Соня, Наташа, Петя, Анна Михайловна, Вера, старый граф обнимали его; люди и горничные, наполнив комнаты, приговаривали и ахали.

Петя повис на его ногах.

— А меня-то! — кричал он.

Наташа, после того как она, пригнув его к себе, расцеловала все его лицо, отскочила от него и, держась за полу его венгерки, прыгала, как коза, все на одном месте и пронзительно визжала.

Со всех сторон были блестящие слезами радости, любящие глаза, со всех сторон были губы, искавшие поцелуя.

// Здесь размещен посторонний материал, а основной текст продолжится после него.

use fltk::{app, enums::Color, frame::Frame, prelude::*, window::Window};

use crate::app::infrastructure::error::BridgeError;
use crate::app::infrastructure::native::{NativeShell, SharePayload};

/// Native features of the desktop build: a splash window, a coloured strip
/// standing in for the status bar, and the system clipboard. There is no
/// share sheet, so sharing always lands on the clipboard.
pub struct DesktopShell {
    splash: Option<Window>,
    status_strip: Frame,
}

impl DesktopShell {
    pub fn new(splash: Option<Window>, status_strip: Frame) -> Self {
        Self {
            splash,
            status_strip,
        }
    }
}

impl NativeShell for DesktopShell {
    fn is_native(&self) -> bool {
        true
    }

    fn hide_splash_screen(&mut self) -> Result<(), BridgeError> {
        if let Some(mut splash) = self.splash.take()
            && splash.shown()
        {
            splash.hide();
        }
        Ok(())
    }

    fn set_status_bar_color(&mut self, color: &str, _is_light: bool) -> Result<(), BridgeError> {
        let color = Color::from_hex_str(color).map_err(|e| BridgeError::Failed {
            operation: "status bar",
            reason: e.to_string(),
        })?;
        self.status_strip.set_color(color);
        self.status_strip.redraw();
        Ok(())
    }

    fn native_share(&mut self, _payload: &SharePayload) -> Option<Result<(), BridgeError>> {
        None
    }

    fn platform_share(&mut self, _payload: &SharePayload) -> Option<Result<(), BridgeError>> {
        None
    }

    fn write_clipboard(&mut self, text: &str) -> Result<(), BridgeError> {
        app::copy(text);
        Ok(())
    }
}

Соня, красная, как кумач, тоже держалась за его руку и вся сияла в блаженном взгляде, устремленном в его глаза, которых она ждала. Соне минуло уже шестнадцать лет, и она была очень красива, особенно в эту минуту счастливого, восторженного оживления. Она смотрела на него, не спуская глаз, улыбаясь и задерживая дыхание. Он благодарно взглянул на нее; но все еще ждал и искал кого-то. Старая графиня еще не выходила. И вот послышались шаги в дверях. Шаги такие быстрые, что это не могли быть шаги его матери.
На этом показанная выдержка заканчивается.